The Anatomy of a Runner: the Wall

Hitting the Wall: In endurance sports such as cycling and running, hitting the wall or the bonk is a condition of sudden fatigue and loss of energy which is caused by the depletion of glycogen stores in the liver and muscles. (Wikipedia)

Alternative Definition: a collapse of the entire system: body and form, brains and soul.

Etymology, usage, and synonyms: The term bonk for fatigue is presumably derived from the original meaning “to hit”, and dates back at least half a century. Its earliest citation in the Oxford English Dictionary is a 1952 article in the Daily Mail.

The term is used colloquially both as a noun (“hitting the bonk”) and a verb (“to bonk halfway through the race”).
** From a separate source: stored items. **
use core::{fmt, ptr::NonNull};

/// The root handle of a tree.
///
/// A tree never owns its nodes. Dropping or [clearing](Root::clear) a root
/// leaves the link fields of the formerly included nodes untouched.
pub struct Root<N> {
    pub(crate) node: Option<NonNull<N>>,
}

impl<N> Root<N> {
    /// An empty tree.
    pub const fn new() -> Self {
        Self { node: None }
    }

    /// The root node, or `None` if the tree is empty.
    #[inline]
    pub fn get(&self) -> Option<NonNull<N>> {
        self.node
    }

    #[inline]
    pub fn is_empty(&self) -> bool {
        self.node.is_none()
    }

    /// Forget all nodes. The nodes themselves are not visited.
    #[inline]
    pub fn clear(&mut self) {
        self.node = None;
    }
}

impl<N> Default for Root<N> {
    #[inline]
    fn default() -> Self {
        Self::new()
    }
}

impl<N> fmt::Debug for Root<N> {
    fn fmt(&self, f: &mut fmt::Formatter<'_>) -> fmt::Result {
        f.debug_tuple("Root").field(&self.node).finish()
    }
}
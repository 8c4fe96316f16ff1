use std::path::PathBuf;

use chrono::{DateTime, Utc};
use serde::Serialize;

/// One upload attempt as it arrives from the transport. The content stream is
/// consumed exactly once: the file is either stored or discarded.
pub struct IncomingFile<S> {
    pub declared_mime_type: String,
    pub original_name: String,
    pub size_hint: Option<u64>,
    pub content: S,
}

impl<S> IncomingFile<S> {
    pub fn new(declared_mime_type: String, original_name: String, content: S) -> Self {
        Self {
            declared_mime_type,
            original_name,
            size_hint: None,
            content,
        }
    }

    pub fn with_size_hint(mut self, size_hint: u64) -> Self {
        self.size_hint = Some(size_hint);
        self
    }
}

#[derive(Debug, Clone, PartialEq, Eq, Serialize)]
pub struct StoredFile {
    #[serde(rename = "finalName")]
    pub final_name: String,
    pub path: PathBuf,
    #[serde(rename = "sizeBytes")]
    pub size_bytes: u64,
    #[serde(rename = "mimeType")]
    pub mime_type: String,
    #[serde(rename = "storedAt")]
    pub stored_at: DateTime<Utc>,
}

impl StoredFile {
    pub fn extension(&self) -> Option<&str> {
        self.final_name.rsplit_once('.').map(|(_, extension)| extension)
    }
}
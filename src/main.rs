mod adapters;
mod application;
mod domain;
mod services;

use std::{path::PathBuf, sync::Arc};

use adapters::{middleware::TokenVerifier, routes::build_router, state::AppState};
use application::{
    dto::upload_policy_dto::UploadPolicyDTO,
    services::{SystemClock, UploadService},
};
use domain::config::{server::ServerConfig, upload_policy::UploadPolicy};
use tower_http::cors::{Any, CorsLayer};
use tracing_subscriber::EnvFilter;

fn load_server_config() -> ServerConfig {
    let defaults = ServerConfig::default();

    let port = std::env::var("PORT")
        .map(|p| p.parse::<u16>().expect("PORT must be a valid u16"))
        .unwrap_or(defaults.port);

    let cors_allowed_origins = std::env::var("CORS_ALLOWED_ORIGINS").ok().map(|origins| {
        origins
            .split(',')
            .map(|s| s.trim().to_string())
            .filter(|s| !s.is_empty())
            .collect()
    });

    let upload_root = std::env::var("UPLOAD_ROOT")
        .ok()
        .filter(|s| !s.trim().is_empty())
        .map(PathBuf::from)
        .unwrap_or(defaults.upload_root);

    let public_base_url = std::env::var("PUBLIC_BASE_URL").unwrap_or(defaults.public_base_url);

    let jwt_secret = std::env::var("JWT_SECRET")
        .ok()
        .filter(|s| !s.trim().is_empty());

    ServerConfig {
        port,
        cors_allowed_origins,
        upload_root,
        public_base_url,
        jwt_secret,
    }
}

fn cors_layer(allowed_origins: Option<&Vec<String>>) -> CorsLayer {
    match allowed_origins {
        Some(origins) => {
            let origins: Vec<_> = origins
                .iter()
                .map(|s| s.parse().expect("Invalid CORS origin"))
                .collect();
            CorsLayer::new()
                .allow_origin(origins)
                .allow_methods(Any)
                .allow_headers(Any)
        }
        // Allow all origins if not specified (only for development)
        None => CorsLayer::permissive(),
    }
}

#[tokio::main]
async fn main() {
    let _ = dotenvy::dotenv();

    tracing_subscriber::fmt()
        .with_env_filter(
            EnvFilter::try_from_default_env().unwrap_or_else(|_| EnvFilter::new("info")),
        )
        .init();

    let config = load_server_config();

    let policy_dto = UploadPolicyDTO::from_env()
        .unwrap_or_else(|e| panic!("ERROR: invalid upload policy configuration: {}", e));
    let policy = UploadPolicy::try_from(policy_dto)
        .unwrap_or_else(|e| panic!("ERROR: invalid upload policy: {}", e));

    tracing::info!(
        "Upload policy: {} accepted types, max size {}",
        policy.accepted_types().len(),
        policy.max_size_label()
    );

    let logo_directory = config.logo_directory();
    let storage = services::create_storage_service(&logo_directory)
        .await
        .unwrap_or_else(|e| panic!("ERROR: cannot prepare upload directory: {}", e));
    tracing::info!("Storing logos in {}", logo_directory.display());

    let token_verifier = match config.jwt_secret.as_deref() {
        Some(secret) => Some(TokenVerifier::new(secret)),
        None => {
            tracing::warn!("JWT_SECRET not set, logo uploads are not authenticated");
            None
        }
    };

    let app_state = AppState {
        upload_service: UploadService::new(Arc::new(policy), storage, Arc::new(SystemClock)),
        token_verifier,
        public_base_url: config.public_base_url.clone(),
    };

    let router = build_router(
        app_state,
        &logo_directory,
        cors_layer(config.cors_allowed_origins.as_ref()),
    );

    let listener = tokio::net::TcpListener::bind(format!("0.0.0.0:{}", config.port))
        .await
        .expect("Failed to bind to port");

    tracing::info!("Server listening on 0.0.0.0:{}", config.port);

    axum::serve(listener, router)
        .await
        .expect("Failed to start server");
}
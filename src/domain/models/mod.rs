pub mod auth;
pub mod file;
The condition is also known to long-distance (marathon) runners, who usually refer to it as “hitting the wall”. The British may refer to it as “hunger knock,” while “hunger bonk” was used by South African cyclists in the 1960s.

It can also be referred to as “blowing up”.

Possible Symptoms: a fast or pounding heartbeat, cranky/irritable, headache, dizziness, light headedness, nausea, hunger, extreme and debilitating fatigue, shaking or trembling, unclear thinking, poor coordination, possibly hallucinations and/or mental confusion, a complete absence of energy.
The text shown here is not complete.